D'un léger geste de la main, elle fit couler de sa toile un filin translucide et collant pour l'envoyer caresser la joue de Kim, la faisant frémir au passage. Elle aurait pu s'amuser avec elle tout de suite, après avoir renvoyé les deux gardes qui se tenaient à l'entrée de la pièce mais elle préférait prendre son temps. Laisser les émotions troubles de ses subordonnés s'entremêler, instiller davantage encore effroi et adoration mais surtout, leur donner l'envie de plaire via des encouragements, des récompenses soigneusement choisies ainsi que rarement données. Et puis peut-être avec l'aide d'un peu de magie aussi. Cela n'en était que meilleur au final.
« Oui, je suis sûre que nous nous entendrons bien », conclut-elle avant de la laisser retourner à ses nouveaux quartiers. À une prochaine fois.
Punition – La Doyenne/La Juge
La Doyenne était très exigeante envers la Juge du tribunal des sorcières. Elle contestait souvent ses décisions, quand elle ne les outrepassait pas complètement par quelque lubie.
La Juge endurait tout cela parce que les règles était les règles, que la Doyenne était au dessus de tout, que c'était sous son aile que le monde des sorcières pouvait survivre, prospérer même et qu'on lui devait ainsi le respect. Ce qui ne l'empêchait pas de trouver les choses difficiles.
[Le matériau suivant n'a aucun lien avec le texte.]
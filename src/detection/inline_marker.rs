//! Inline license markers: `MODULE_LICENSE("GPL v2")` declarations
//!
//! Kernel-style modules declare their license in code rather than in a
//! comment. A recognized marker value yields a match with ratio 1.0 whose
//! position spans the whole marker.

use super::{LicenseMatch, MatchPosition};
use crate::license::LicenseCatalog;

pub const MARKER_OPEN: &str = "MODULE_LICENSE(\"";
pub const MARKER_CLOSE: &str = "\")";

/// One marker per line; unknown values are ignored
pub fn scan_inline_markers(lines: &[String], catalog: &LicenseCatalog) -> Vec<LicenseMatch> {
    let mut matches = Vec::new();

    for (line_no, line) in lines.iter().enumerate() {
        let Some(open) = line.find(MARKER_OPEN) else {
            continue;
        };
        let value_start = open + MARKER_OPEN.len();
        let Some(len) = line[value_start..].find(MARKER_CLOSE) else {
            continue;
        };
        let value = &line[value_start..value_start + len];
        let Some(record) = catalog.marker(value) else {
            continue;
        };

        let end_col = value_start + len + MARKER_CLOSE.len() - 1;
        matches.push(LicenseMatch::new(
            record.id.clone(),
            vec![MatchPosition::span(line_no, open, line_no, end_col)],
            1.0,
        ));
    }

    matches
}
Quand la Doyenne avait perdu son œil sous les griffes de l'ignoble loup-garou, la Juge avait immédiatement mobilisé toutes les troupes de la milice, laissant tomber les autres affaires en cours pour le capturer. Puis elle s'était ruée vers la demeure de la Doyenne.
Il y avait plus que du respect, dans les sentiments de la Juge pour leur aînée à toutes.
Aucune lumière n'était allumée et, dans l'obscurité du salon, elle pouvait à peine distinguer le bandeau suintant de sang sur la silhouette de la Doyenne. La Juge s'approcha, les yeux humides de larmes, en laissant échapper tour à tour des phrases de regrets, des paroles éplorées, des mots de réconfort et de haine. Ah ! N'était-ce pas sa faute aussi, parce qu'elle était trop indulgente et avait laissé la porte de leur monde ouverte aux loups-garous chassés par Shinigami. En voilà le résultat, sa chère maîtresse était maintenant défigurée.
La Doyenne rouspéta, lui dit d'arrêter ses idioties et de se concentrer sur son travail qui était d'appliquer la loi et pas de la décider ou modifier. Elle plaça sa main contre son crâne alors qu'elle refoulait un grognement de douleur, puis fit un geste pour partir. Cependant, avant qu'elle n'ai pu se fondre dans les ténèbres tel un chat, la Juge s'était approchée et l'avait attrapée, la retenant par les épaules. L'émotion la rendait impertinente, se trouver si proche de son idole dans cette situation, seule, dans le noir, l'enivrait. Sans compter sur l'odeur du sang, forte à l'en rendre folle.
« Tout ce que vous voudrez, je ferais tout ce que vous voudrez mais ne me dites pas de ramener le gros des troupes, laissez-moi le capturer, laissez-moi le punir, lui et ses semblables, laissez-moi les mettre dehors. »
Elle posa ses lèvres au dessus de la paupière, là où se trouvait un trou béant caché sous le tissu sali de pourpre, puis se mit à genoux, baisa plusieurs fois ses mains et le bout de ses doigts. La Doyenne n'ajouta rien, ne contesta pas ses supplications. Elle était une sorcière après tout, la rancune coulait dans ses veines.